/// kubetest2-aks - AKS deployer for cloud-provider-azure end-to-end tests
///
/// Builds the cloud-provider-azure images, provisions an AKS cluster that runs
/// them, hands back a kubeconfig, and tears everything down afterwards.
mod azure;
mod build;
mod config;
mod deployer;
mod template;
mod utils;

use anyhow::{Context, Result};
use clap::{Args, Parser, Subcommand};
use std::path::{Path, PathBuf};
use tracing::{error, info, warn};
use tracing_subscriber::{layer::SubscriberExt, util::SubscriberInitExt};

use crate::azure::{AzureCloud, CredentialKind};
use crate::build::BuildRequest;
use crate::config::Settings;
use crate::deployer::UpOptions;
use crate::utils::command::{check_tool_installed, ShellRunner};

#[derive(Parser)]
#[command(name = "kubetest2-aks")]
#[command(
    about = "Deploy AKS clusters running custom cloud-provider-azure images",
    long_about = None
)]
struct Cli {
    #[command(subcommand)]
    command: Commands,

    /// Optional YAML settings file; environment variables fill anything it leaves unset
    #[arg(short, long, global = true)]
    settings: Option<PathBuf>,

    /// Enable verbose logging
    #[arg(short, long, global = true)]
    verbose: bool,
}

#[derive(Subcommand)]
enum Commands {
    /// Build and push component images
    Build {
        #[command(flatten)]
        build: BuildArgs,
    },

    /// Provision an AKS cluster and fetch its kubeconfig
    Up(UpArgs),

    /// Delete the resource group holding the cluster
    Down,

    /// Print the kubeconfig path a test run should use
    Kubeconfig {
        /// Explicit kubeconfig path
        #[arg(long)]
        kubeconfig: Option<PathBuf>,
    },

    /// Print the deployer version
    Version,

    /// Generate an example settings file
    Init {
        /// Where to write the settings file
        #[arg(long, default_value = "kubetest2-aks.yaml")]
        output: PathBuf,
    },
}

#[derive(Args, Clone, Default)]
struct BuildArgs {
    /// Component to build (cloud-provider-azure, azure-file, azure-disk)
    #[arg(long)]
    target: Option<String>,

    /// Local source tree of the component
    #[arg(long, alias = "targetPath", conflicts_with = "target_tag")]
    target_path: Option<PathBuf>,

    /// Git tag of the component to clone and build
    #[arg(long, alias = "targetTag")]
    target_tag: Option<String>,
}

#[derive(Args)]
struct UpArgs {
    /// Name of the AKS cluster
    #[arg(long, alias = "clusterName")]
    cluster_name: String,

    /// Location of the resource group and cluster
    #[arg(long)]
    location: Option<String>,

    /// Cluster template file
    #[arg(long)]
    config: PathBuf,

    /// Custom configuration template file
    #[arg(long, alias = "customConfig")]
    custom_config: PathBuf,

    /// Tag of already pushed images, used when nothing is built
    #[arg(long, alias = "ccmImageTag")]
    ccm_image_tag: Option<String>,

    /// Kubernetes version substituted into the cluster template
    #[arg(long, alias = "kubernetesVersion")]
    kubernetes_version: Option<String>,

    /// Which cluster credential to fetch
    #[arg(long, value_enum, default_value = "admin")]
    credential_kind: CredentialKind,

    #[command(flatten)]
    build: BuildArgs,
}

#[tokio::main]
async fn main() {
    let cli = Cli::parse();

    let log_level = if cli.verbose { "debug" } else { "info" };
    tracing_subscriber::registry()
        .with(
            tracing_subscriber::EnvFilter::try_from_default_env()
                .unwrap_or_else(|_| format!("kubetest2_aks={}", log_level).into()),
        )
        .with(tracing_subscriber::fmt::layer())
        .init();

    let result = match &cli.command {
        Commands::Build { build } => build_images(&cli, build).await,
        Commands::Up(args) => up(&cli, args).await,
        Commands::Down => down(&cli).await,
        Commands::Kubeconfig { kubeconfig } => print_kubeconfig(kubeconfig.as_deref()),
        Commands::Version => {
            println!("kubetest2-aks {}", env!("CARGO_PKG_VERSION"));
            Ok(())
        }
        Commands::Init { output } => init_settings(output).await,
    };

    if let Err(e) = result {
        error!("Error: {:#}", e);
        std::process::exit(1);
    }
}

fn load_settings(cli: &Cli) -> Result<Settings> {
    Settings::load(cli.settings.as_deref()).context("Failed to load settings")
}

/// Turn build flags into a request; `None` when no target was given
fn build_request(args: &BuildArgs, settings: &Settings) -> Result<Option<BuildRequest>> {
    let Some(target) = &args.target else {
        if args.target_path.is_some() || args.target_tag.is_some() {
            anyhow::bail!("--target-path and --target-tag require --target");
        }
        return Ok(None);
    };

    let path = match (&args.target_path, &args.target_tag) {
        (None, None) => {
            let fallback = settings.cloud_provider_azure_path.clone();
            if let Some(path) = &fallback {
                warn!(
                    "Neither --target-path nor --target-tag given; building from {} ({})",
                    path.display(),
                    config::ENV_CLOUD_PROVIDER_AZURE_PATH
                );
            }
            fallback
        }
        (path, _) => path.clone(),
    };
    let request = BuildRequest::new(target, path, args.target_tag.clone())?;
    Ok(Some(request))
}

async fn check_build_tools() -> Result<()> {
    check_tool_installed("git", &["--version"], "https://git-scm.com/downloads")
        .await
        .context("git is required")?;
    check_tool_installed("make", &["--version"], "https://www.gnu.org/software/make/")
        .await
        .context("make is required")?;
    Ok(())
}

async fn build_images(cli: &Cli, args: &BuildArgs) -> Result<()> {
    let settings = load_settings(cli)?;
    let request = build_request(args, &settings)?.context("--target is required")?;

    check_build_tools().await?;

    let tag = deployer::build(&ShellRunner, &settings, &request).await?;
    info!("Images built and pushed with tag {}", tag);
    println!("{}", tag);
    Ok(())
}

async fn up(cli: &Cli, args: &UpArgs) -> Result<()> {
    let settings = load_settings(cli)?;
    let build = build_request(&args.build, &settings)?;
    if build.is_some() {
        check_build_tools().await?;
    }

    let options = UpOptions {
        cluster_name: args.cluster_name.clone(),
        location: args.location.clone(),
        config_path: args.config.clone(),
        custom_config_path: args.custom_config.clone(),
        ccm_image_tag: args.ccm_image_tag.clone().filter(|t| !t.is_empty()),
        kubernetes_version: args.kubernetes_version.clone(),
        credential_kind: args.credential_kind,
        build,
    };

    let cloud = AzureCloud::new(&settings)?;
    let kubeconfig = deployer::up(&cloud, &ShellRunner, &settings, &options).await?;

    info!("Cluster {} is ready", options.cluster_name);
    println!("{}", kubeconfig.display());
    Ok(())
}

async fn down(cli: &Cli) -> Result<()> {
    let settings = load_settings(cli)?;
    let cloud = AzureCloud::new(&settings)?;
    deployer::down(&cloud, &settings).await
}

fn print_kubeconfig(flag: Option<&Path>) -> Result<()> {
    let path = deployer::kubeconfig_location(
        flag,
        std::env::var("KUBECONFIG").ok().filter(|v| !v.is_empty()),
        std::env::var("HOME").ok(),
    )?;
    println!("{}", path.display());
    Ok(())
}

async fn init_settings(output: &Path) -> Result<()> {
    if output.exists() {
        anyhow::bail!("{} already exists; refusing to overwrite", output.display());
    }

    let yaml = serde_yaml::to_string(&Settings::example())
        .context("Failed to serialize example settings")?;
    tokio::fs::write(output, yaml)
        .await
        .with_context(|| format!("Failed to write {}", output.display()))?;

    info!("Example settings written to {}", output.display());
    info!("Set AZURE_CLIENT_SECRET in the environment rather than in the file");
    Ok(())
}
+ + + + + + +
Your objective: Since only part of the listing is wanted, copy exactly the lines from the one holding "credential to fetch" to the one holding "let cli = Cli::parse();", both included.

Result of the exercise:
    /// Which cluster credential to fetch
    #[arg(long, value_enum, default_value = "admin")]
    credential_kind: CredentialKind,

    #[command(flatten)]
    build: BuildArgs,
}

#[tokio::main]
async fn main() {
    let cli = Cli::parse();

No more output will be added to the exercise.